What are the consequences of knockout of CTLA-4 in mice and heterozygous mutation in humans?

Answer 18

Immune dysregulation -> lympho-proliferation, multi-organ inflammation

Question 19

What is the function of anti-CTLA-4 antibody?

Answer 19

Blocks CTLA-4 + prevents inhibitory signals.

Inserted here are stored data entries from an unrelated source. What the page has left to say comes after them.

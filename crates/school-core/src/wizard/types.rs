//! Wizard data types

use chrono::{DateTime, Utc};
use serde::{Deserialize, Serialize};
use std::fmt;
use std::str::FromStr;

use crate::config::DEFAULT_OTP_COOLDOWN_SECS;

// ============================================================================
// Flow variants and steps
// ============================================================================

/// How a completed sign-up is handled
#[derive(Debug, Clone, Copy, PartialEq, Eq, Default, Serialize, Deserialize)]
#[serde(rename_all = "lowercase")]
pub enum SignupPolicy {
    /// The account is usable immediately
    #[default]
    Auto,
    /// The account waits for school approval
    Request,
}

impl SignupPolicy {
    pub fn as_str(&self) -> &'static str {
        match self {
            SignupPolicy::Auto => "auto",
            SignupPolicy::Request => "request",
        }
    }
}

impl FromStr for SignupPolicy {
    type Err = String;

    fn from_str(s: &str) -> Result<Self, Self::Err> {
        match s.trim().to_lowercase().as_str() {
            "auto" => Ok(SignupPolicy::Auto),
            "request" => Ok(SignupPolicy::Request),
            _ => Err(format!("Invalid signup policy: {}. Use 'auto' or 'request'", s)),
        }
    }
}

#[derive(Debug, Clone, Copy, PartialEq, Eq, Serialize, Deserialize)]
#[serde(tag = "flow", rename_all = "lowercase")]
pub enum FlowKind {
    Signup { policy: SignupPolicy },
    Recovery,
}

/// What a numbered step collects
#[derive(Debug, Clone, Copy, PartialEq, Eq, Serialize, Deserialize)]
#[serde(rename_all = "kebab-case")]
pub enum StepKind {
    Identification,
    Profile,
    Verification,
    Security,
    NewPassword,
}

impl FlowKind {
    pub fn steps(&self) -> &'static [StepKind] {
        match self {
            FlowKind::Signup { .. } => &[
                StepKind::Identification,
                StepKind::Profile,
                StepKind::Verification,
                StepKind::Security,
            ],
            FlowKind::Recovery => &[
                StepKind::Identification,
                StepKind::Verification,
                StepKind::NewPassword,
            ],
        }
    }

    /// Number of numbered steps before the terminal state
    pub fn step_count(&self) -> u8 {
        self.steps().len() as u8
    }

    /// The kind of numbered step `n` (1-based)
    pub fn step_kind(&self, n: u8) -> Option<StepKind> {
        let index = usize::from(n).checked_sub(1)?;
        self.steps().get(index).copied()
    }

    /// Message shown once the flow completes
    pub fn success_message(&self) -> &'static str {
        match self {
            FlowKind::Signup {
                policy: SignupPolicy::Auto,
            } => super::MSG_ACCOUNT_CREATED,
            FlowKind::Signup {
                policy: SignupPolicy::Request,
            } => super::MSG_REQUEST_SENT,
            FlowKind::Recovery => super::MSG_PASSWORD_UPDATED,
        }
    }
}

/// Position in a flow: a numbered step or the terminal state
#[derive(Debug, Clone, Copy, PartialEq, Eq, Serialize, Deserialize)]
#[serde(rename_all = "lowercase")]
pub enum Step {
    At(u8),
    Done,
}

impl fmt::Display for Step {
    fn fmt(&self, f: &mut fmt::Formatter<'_>) -> fmt::Result {
        match self {
            Step::At(n) => write!(f, "{}", n),
            Step::Done => f.write_str("done"),
        }
    }
}

// ============================================================================
// Role and identification branch
// ============================================================================

#[derive(Debug, Clone, Copy, PartialEq, Eq, Default, Serialize, Deserialize)]
#[serde(rename_all = "lowercase")]
pub enum Role {
    /// Not chosen; treated as staff
    #[default]
    Auto,
    Student,
    Teacher,
    Manager,
}

impl Role {
    pub fn as_str(&self) -> &'static str {
        match self {
            Role::Auto => "auto",
            Role::Student => "student",
            Role::Teacher => "teacher",
            Role::Manager => "manager",
        }
    }
}

impl fmt::Display for Role {
    fn fmt(&self, f: &mut fmt::Formatter<'_>) -> fmt::Result {
        f.write_str(self.as_str())
    }
}

impl FromStr for Role {
    type Err = String;

    fn from_str(s: &str) -> Result<Self, Self::Err> {
        match s.to_lowercase().as_str() {
            "auto" => Ok(Role::Auto),
            "student" => Ok(Role::Student),
            "teacher" => Ok(Role::Teacher),
            "manager" => Ok(Role::Manager),
            _ => Err(format!(
                "Invalid role: {}. Use auto, student, teacher or manager",
                s
            )),
        }
    }
}

/// How a student identifies
#[derive(Debug, Clone, Copy, PartialEq, Eq, Default, Serialize, Deserialize)]
#[serde(rename_all = "kebab-case")]
pub enum StudentIdKind {
    /// 11-digit national id number
    NationalId,
    #[default]
    RegistrationNumber,
}

/// How staff identify
#[derive(Debug, Clone, Copy, PartialEq, Eq, Default, Serialize, Deserialize)]
#[serde(rename_all = "kebab-case")]
pub enum StaffIdKind {
    #[default]
    Email,
    StaffRecord,
}

impl FromStr for StudentIdKind {
    type Err = String;

    fn from_str(s: &str) -> Result<Self, Self::Err> {
        match s.to_lowercase().as_str() {
            "national-id" | "id-number" => Ok(StudentIdKind::NationalId),
            "registration" | "registration-number" => Ok(StudentIdKind::RegistrationNumber),
            _ => Err(format!(
                "Invalid student id type: {}. Use 'national-id' or 'registration'",
                s
            )),
        }
    }
}

impl FromStr for StaffIdKind {
    type Err = String;

    fn from_str(s: &str) -> Result<Self, Self::Err> {
        match s.to_lowercase().as_str() {
            "email" => Ok(StaffIdKind::Email),
            "staff-record" | "record" => Ok(StaffIdKind::StaffRecord),
            _ => Err(format!(
                "Invalid staff id type: {}. Use 'email' or 'staff-record'",
                s
            )),
        }
    }
}

/// The identification branch in effect, derived from role and flow
#[derive(Debug, Clone, Copy, PartialEq, Eq)]
pub enum Branch {
    Student(StudentIdKind),
    Staff(StaffIdKind),
}

// ============================================================================
// Collected fields
// ============================================================================

/// Step-2 fields of the sign-up flow
#[derive(Debug, Clone, Default, PartialEq, Serialize, Deserialize)]
#[serde(rename_all = "camelCase")]
pub struct Profile {
    pub full_name: String,
    /// `YYYY-MM-DD`
    pub birth_date: String,
    pub email: String,
    pub phone: String,
    // Student
    pub class_name: String,
    pub shift: String,
    pub guardian_name: String,
    pub guardian_email: String,
    // Teacher
    pub department: String,
    pub subject_area: String,
    pub staff_record: String,
    // Manager
    pub org_unit: String,
    pub consent: bool,
}

/// Where the one-time code is delivered
#[derive(Debug, Clone, Copy, PartialEq, Eq, Default, Serialize, Deserialize)]
#[serde(rename_all = "lowercase")]
pub enum VerifyChannel {
    #[default]
    Email,
    Sms,
}

impl FromStr for VerifyChannel {
    type Err = String;

    fn from_str(s: &str) -> Result<Self, Self::Err> {
        match s.to_lowercase().as_str() {
            "email" => Ok(VerifyChannel::Email),
            "sms" => Ok(VerifyChannel::Sms),
            _ => Err(format!("Invalid channel: {}. Use 'email' or 'sms'", s)),
        }
    }
}

#[derive(Debug, Clone, Default, PartialEq, Serialize, Deserialize)]
#[serde(rename_all = "camelCase")]
pub struct OtpState {
    pub sent: bool,
    pub code: String,
    pub resend_cooldown_secs: u32,
    pub channel: VerifyChannel,
}

/// Settings a flow needs from configuration
#[derive(Debug, Clone, PartialEq, Eq, Serialize, Deserialize)]
#[serde(rename_all = "camelCase")]
pub struct WizardOptions {
    pub institutional_domain: Option<String>,
    pub otp_cooldown_secs: u32,
}

impl Default for WizardOptions {
    fn default() -> Self {
        Self {
            institutional_domain: None,
            otp_cooldown_secs: DEFAULT_OTP_COOLDOWN_SECS,
        }
    }
}

/// All state of one flow instance
#[derive(Debug, Clone, PartialEq, Serialize, Deserialize)]
#[serde(rename_all = "camelCase")]
pub struct WizardState {
    pub flow: FlowKind,
    pub step: Step,
    pub role: Role,
    pub student_id_kind: StudentIdKind,
    pub staff_id_kind: StaffIdKind,
    pub identifier: String,
    pub profile: Profile,
    pub otp: OtpState,
    #[serde(skip_serializing, default)]
    pub password: String,
    #[serde(skip_serializing, default)]
    pub password_confirmation: String,
    pub two_factor: bool,
    /// Current validation message
    pub error: Option<String>,
    /// Completion message, set on reaching `Done`
    pub message: Option<String>,
    pub submitting: bool,
    pub options: WizardOptions,
}

// ============================================================================
// Errors and outcomes
// ============================================================================

/// A step validation failure with its user-facing message
#[derive(Debug, Clone, PartialEq, Eq, thiserror::Error)]
#[error("{message}")]
pub struct StepError {
    pub message: String,
}

impl StepError {
    pub fn new(message: impl Into<String>) -> Self {
        Self {
            message: message.into(),
        }
    }
}

impl From<StepError> for crate::error::Error {
    fn from(e: StepError) -> Self {
        crate::error::Error::Validation(e.message)
    }
}

#[derive(Debug, Clone, Copy, PartialEq, Eq, Serialize, Deserialize)]
#[serde(rename_all = "kebab-case")]
pub enum AccountStatus {
    Active,
    PendingApproval,
}

/// A completed sign-up
#[derive(Debug, Clone, PartialEq, Serialize)]
#[serde(rename_all = "camelCase")]
pub struct Registration {
    pub role: Role,
    pub identifier: String,
    pub full_name: String,
    pub email: Option<String>,
    pub status: AccountStatus,
    pub verify_channel: VerifyChannel,
    pub two_factor: bool,
    #[serde(skip_serializing)]
    pub password_hash: String,
    pub created_at: DateTime<Utc>,
}

/// A completed password recovery
#[derive(Debug, Clone, PartialEq, Serialize)]
#[serde(rename_all = "camelCase")]
pub struct PasswordReset {
    pub identifier: String,
    #[serde(skip_serializing)]
    pub password_hash: String,
    pub reset_at: DateTime<Utc>,
}

#[derive(Debug, Clone, PartialEq, Serialize)]
#[serde(tag = "type", rename_all = "kebab-case")]
pub enum OutcomeRecord {
    Registration(Registration),
    PasswordReset(PasswordReset),
}

/// Result of a completed flow
#[derive(Debug, Clone, PartialEq, Serialize)]
pub struct FlowOutcome {
    pub message: String,
    pub record: OutcomeRecord,
}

Blocking CTLA-4 promotes tumour rejection -> CTLA-4 Limits immune responses to tumours -> tumour immunotherapy.

Question 20

What is the function of treg cells?

Answer 20

Maintains peripheral tolerance through suppressive mechanisms.
suppresses activation of effector responses + critical for regulating homeostasis + tolerance to self antigens.

Question 21

What is absence of T regulatory cells associated with?

Answer 21

CD25 (IL-2Ra) constitutively expressed by Treg cells:
consumes IL2 to limit expansion of Teff.
depletion of CD25(+) CD4(+) T cells leads to autoimmunity.
FOXP3 transcription factor:
critical for TReg activity and development
mutations in FOXP3 gene cause IPEX -> Immunodysregulation, Polyendocrinopathy + Enteropathy, X-linked syndrome] -> systemic autoimmunity in first year of life.

Question 22

What are the clinical applications of treg cells?

Answer 22

Strengthen self-tolerance in autoimmune disease.
Induce tolerance to non-self-antigens in organ transplantation, GVHD + allergy.
Induce tumour immunity in cancer patients.

Question 23

What is activation-induced cell death?

Answer 23

Repeated stimulation of T lymphocytes by persistent antigens results in death by apoptosis of activated cell.
Elimination of T cells specific for abundant peripheral antigens -> clonal exhaustion (expression of inhibitory receptors on exhausted T cells).

Question 24

What are the properties of antigens?

Answer 24

Molecular weight -> smaller, soluble, not-aggregated favours tolerance. large, aggregated, complex molecules favours immunogenicity.
Dosage -> very small or large favours tolerance intermediate favours immunogenicity.
Routes of administration -> oral, intratracheal, orbital exposure can activate T cells to secrete tregs.

Question 25

What is hypersensitisation immunotherapy?

Answer 25

Using small amount of allergens (food, pollen) to induce antigen specific tolerance.
Continuous administration of allergen, rather than elimination, to promote development + maintenance of tolerance.